Would you please transcribe, exactly as written, the lines of the entries below starting at the one that holds "for card_id in" and ending at the one that holds "self.combat_queue = None;", both included?

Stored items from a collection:
────────

impl Game {
    /// Resolve every move left in the ongoing round, building the queue
    /// first if no move has been performed yet. Returns `false` when no
    /// round is ongoing.
    pub fn perform_round(&mut self, rng: &mut impl Rng) -> bool {
        if !self.round_ongoing {
            return false;
        }
        self.ensure_combat_queue(rng);
        while self.perform_move(rng) {}
        true
    }

    /// Resolve exactly one queue entry and advance the cursor. Returns
    /// `false` when no round is ongoing or every move has been performed.
    pub fn perform_move(&mut self, rng: &mut impl Rng) -> bool {
        if !self.round_ongoing {
            return false;
        }
        self.ensure_combat_queue(rng);
        let Some((attacker_owner, attacker_id)) = self
            .combat_queue
            .as_ref()
            .and_then(|queue| queue.get(self.queue_cursor).copied())
        else {
            return false;
        };
        self.queue_cursor += 1;
        self.resolve_move(attacker_owner, attacker_id, rng);
        true
    }

    /// Close the round: run every living battlefield card's round-finish
    /// hooks, sweep destroyed cards off the battlefields (heroes stay, even
    /// at zero HP), clear all per-round state, and go back to drawing.
    pub fn finish_round(&mut self) -> Result<bool, GameError> {
        if !self.controller.can_do(ActionKind::FinishRound, None) {
            return Ok(false);
        }
        for player in &mut self.players {
            for card in player.battlefield_mut() {
                let Some(combat) = card.combat_mut() else {
                    continue;
                };
                if !combat.is_alive() {
                    continue;
                }
                let effects = combat.effects.clone();
                for effect in &effects {
                    effect.on_round_finish(&mut combat.stats);
                }
            }
        }
        for index in 0..self.players.len() {
            let hero_id = self.players[index].hero_id();
            let dead: Vec<CardId> = self.players[index]
                .battlefield()
                .iter()
                .filter(|card| card.id() != hero_id)
                .filter(|card| card.combat().is_some_and(|combat| !combat.is_alive()))
                .map(|card| card.id())
                .collect();
            for card_id in dead {
                if self.players[index].remove_from_battlefield(card_id).is_some() {
                    self.events.push_back(GameEvent::CardDestroyed(card_id));
                    debug!("Game {}: {card_id} destroyed", self.id);
                }
            }
        }
        for player in &mut self.players {
            player.reset_for_round();
        }
        self.combat_queue = None;
        self.queue_cursor = 0;
        self.round_ongoing = false;
        self.round_settings = RoundSettings::default();
        self.events.push_back(GameEvent::RoundFinished(self.round));
        info!("Game {}: round {} finished", self.id, self.round);
        let players = self.player_ids();
        self.controller
            .set_next_expected_action(ExpectedAction::all(ActionKind::TakeCardsToHand, players));
        Ok(true)
    }

    /// Snapshot every battlefield card into a move queue ordered by speed,
    /// fastest first, rng breaking ties. Cards without a speed queue at
    /// zero and later forfeit their move.
    fn ensure_combat_queue(&mut self, rng: &mut impl Rng) {
        if self.combat_queue.is_some() {
            return;
        }
        let entries: Vec<((PlayerId, CardId), Speed)> = self
            .players
            .iter()
            .flat_map(|player| {
                player
                    .battlefield()
                    .iter()
                    .map(move |card| ((player.id, card.id()), card.speed().unwrap_or(0)))
            })
            .collect();
        let queue = functional::speed_order(entries, rng);
        debug!("Game {}: combat queue holds {} cards", self.id, queue.len());
        self.combat_queue = Some(queue);
        self.queue_cursor = 0;
    }

    fn resolve_move(&mut self, attacker_owner: PlayerId, attacker_id: CardId, rng: &mut impl Rng) {
        let Ok(player_index) = self.player_index(&attacker_owner) else {
            return;
        };
        let queue: Vec<(PlayerId, CardId)> = self.combat_queue.clone().unwrap_or_default();
        let live: Vec<(PlayerId, CardId)> = queue
            .iter()
            .copied()
            .filter(|&(owner, card_id)| self.card_is_live(owner, card_id))
            .collect();
        let enemies: Vec<CardId> = live
            .iter()
            .filter(|(owner, _)| *owner != attacker_owner)
            .map(|&(_, card_id)| card_id)
            .collect();

        // 1. The chosen targets, filtered down to cards that can be hit
        //    right now.
        let chosen: Vec<CardId> = self.players[player_index]
            .assignment(attacker_id)
            .map(|assignment| assignment.targets.clone())
            .unwrap_or_default();
        let mut targets: Vec<CardId> = chosen
            .into_iter()
            .filter(|&target| target != attacker_id)
            .filter(|&target| live.iter().any(|&(_, card_id)| card_id == target))
            .filter(|target| !self.round_settings.not_allowed_as_target.contains(target))
            .collect();

        // 2. The priority override redirects the move at one prioritized
        //    enemy card; the not-allowed set still wins.
        if !self.round_settings.prioritized_to_attack.is_empty() {
            if let Some(&priority) = self.round_settings.prioritized_to_attack.choose(rng) {
                targets = enemies
                    .iter()
                    .copied()
                    .filter(|&card_id| card_id == priority)
                    .filter(|card_id| !self.round_settings.not_allowed_as_target.contains(card_id))
                    .collect();
            }
        }

        // 3. A dead or non-combat card forfeits its move.
        if !self.card_is_live(attacker_owner, attacker_id) {
            debug!("Game {}: {attacker_id} cannot act and forfeits its move", self.id);
            return;
        }

        // 4. The assigned die face picks the move type; no die means a
        //    plain attack.
        let die_face = self.players[player_index]
            .assignment(attacker_id)
            .and_then(|assignment| assignment.die_face);
        let move_type = match die_face {
            Some(face) if face.is_elemental() => MoveType::Skill,
            _ => MoveType::Attack,
        };

        // 5. Equipped item modifiers join for the duration of this move.
        let items_applied = self.apply_attacker_items(player_index, attacker_id);

        // 6. The whole-move before-hooks.
        let damage = self.attacker_damage(player_index, attacker_id, move_type);
        let attacker_effects = self.card_effects(attacker_id);
        let mut move_at_all = Move::new(damage, move_type);
        for effect in &attacker_effects {
            effect.before_move_at_all(&mut move_at_all, &targets, &enemies);
        }

        // 7. One move per target, shaped by the attacker's per-target hooks
        //    and the target's own receive hooks.
        let mut target_moves: Vec<(CardId, Move)> = Vec::with_capacity(targets.len());
        for &target in &targets {
            let mut target_move = Move::new(damage, move_type);
            for effect in &attacker_effects {
                effect.before_move_at_single_target(&mut target_move, target);
            }
            for effect in &self.card_effects(target) {
                effect.before_receive(&mut target_move, attacker_id);
            }
            target_moves.push((target, target_move));
        }

        // 8. A hook that vetoed the item stage retracts the modifiers
        //    before execution. Damage already priced into the per-target
        //    moves keeps the item bonus.
        if items_applied && !move_at_all.items_enabled {
            self.remove_attacker_items(player_index, attacker_id);
        }

        // 9. Execution.
        if move_at_all.move_enabled {
            match move_type {
                MoveType::Attack if move_at_all.attack_enabled => {
                    for &(target, target_move) in &target_moves {
                        self.adjust_card_health(target, -target_move.damage);
                    }
                }
                MoveType::Skill if move_at_all.skills_enabled => {
                    if let Some(skill) = self.attacker_skill(player_index, attacker_id) {
                        for &(target, target_move) in &target_moves {
                            if !target_move.skills_enabled {
                                continue;
                            }
                            if skill.does_power_damage {
                                self.adjust_card_health(target, target_move.damage);
                            }
                            if target_move.effects_enabled {
                                self.attach_effects(target, &skill.effects);
                            }
                        }
                    }
                }
                _ => {}
            }
        }

        // 10. The after-hooks see the move as the formula prices it now.
        let after_damage = self.attacker_damage(player_index, attacker_id, move_type);
        let mut after_move = Move::new(after_damage, move_type);
        for effect in &attacker_effects {
            effect.after_move_at_all(&mut after_move, &targets, &enemies);
        }
        for &(target, _) in &target_moves {
            let mut target_move = Move::new(after_damage, move_type);
            for effect in &attacker_effects {
                effect.after_move_at_single_target(&mut target_move, target);
            }
            for effect in &self.card_effects(target) {
                effect.after_receive(&mut target_move, attacker_id);
            }
        }

        // 11. Item modifiers never outlive the move.
        self.remove_attacker_items(player_index, attacker_id);

        debug!(
            "Game {}: {attacker_id} made a {move_type} move at {} targets",
            self.id,
            targets.len()
        );
        self.events.push_back(GameEvent::MovePerformed(
            attacker_owner,
            attacker_id,
            move_type,
            targets,
        ));
    }

    // === Card lookup across battlefields ===

    fn card_is_live(&self, owner: PlayerId, card_id: CardId) -> bool {
        self.players
            .iter()
            .find(|player| player.id == owner)
            .and_then(|player| player.battlefield_card(card_id))
            .and_then(Card::combat)
            .is_some_and(CombatData::is_alive)
    }

    /// Snapshot of a card's effect list, wherever the card is.
    fn card_effects(&self, card_id: CardId) -> EffectList {
        self.players
            .iter()
            .find_map(|player| player.battlefield_card(card_id))
            .and_then(Card::effects)
            .cloned()
            .unwrap_or_default()
    }

    fn attacker_damage(&self, player_index: usize, card_id: CardId, move_type: MoveType) -> Damage {
        self.players[player_index]
            .battlefield_card(card_id)
            .and_then(Card::combat)
            .map_or(0, |combat| functional::calculate_damage(move_type, &combat.stats))
    }

    fn attacker_skill(&self, player_index: usize, card_id: CardId) -> Option<Skill> {
        let skill_index = self.players[player_index].assignment(card_id)?.skill_index?;
        self.players[player_index]
            .battlefield_card(card_id)
            .and_then(Card::combat)
            .and_then(|combat| combat.skills.get(skill_index))
            .cloned()
    }

    fn adjust_card_health(&mut self, card_id: CardId, delta: Damage) {
        for player in &mut self.players {
            if let Some(combat) = player
                .battlefield_card_mut(card_id)
                .and_then(Card::combat_mut)
            {
                combat.stats.health.adjust_base(delta);
                debug!(
                    "{card_id} HP adjusted by {delta} to {}",
                    combat.stats.health.value()
                );
                return;
            }
        }
    }

    fn attach_effects(&mut self, card_id: CardId, effects: &[Arc<dyn Effect>]) {
        if effects.is_empty() {
            return;
        }
        for player in &mut self.players {
            if let Some(combat) = player
                .battlefield_card_mut(card_id)
                .and_then(Card::combat_mut)
            {
                combat.effects.extend(effects.iter().map(Arc::clone));
                return;
            }
        }
    }

    // === Item modifiers ===

    fn apply_attacker_items(&mut self, player_index: usize, card_id: CardId) -> bool {
        let Some(card) = self.players[player_index].battlefield_card_mut(card_id) else {
            return false;
        };
        let (combat, items) = match card {
            Card::Unit(unit) => (&mut unit.combat, &unit.items),
            Card::Hero(hero) => (&mut hero.combat, &hero.items),
            Card::Item(_) | Card::Spell(_) => return false,
        };
        let mut applied = false;
        for item in items {
            for &(kind, modifier) in &item.modifiers {
                combat.stats.apply(kind, ModifierSource::Item(item.id), modifier);
            }
            applied = true;
        }
        applied
    }

    fn remove_attacker_items(&mut self, player_index: usize, card_id: CardId) {
        let item_ids: Vec<CardId> = self.players[player_index]
            .battlefield_card(card_id)
            .and_then(Card::items)
            .map_or_else(Vec::new, |items| items.iter().map(|item| item.id).collect());
        if item_ids.is_empty() {
            return;
        }
        let Some(combat) = self.players[player_index]
            .battlefield_card_mut(card_id)
            .and_then(Card::combat_mut)
        else {
            return;
        };
        for item_id in item_ids {
            combat.stats.remove_source(&ModifierSource::Item(item_id));
        }
    }
}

────────

» **Answer to this task**
            for card_id in dead {
                if self.players[index].remove_from_battlefield(card_id).is_some() {
                    self.events.push_back(GameEvent::CardDestroyed(card_id));
                    debug!("Game {}: {card_id} destroyed", self.id);
                }
            }
        }
        for player in &mut self.players {
            player.reset_for_round();
        }
        self.combat_queue = None;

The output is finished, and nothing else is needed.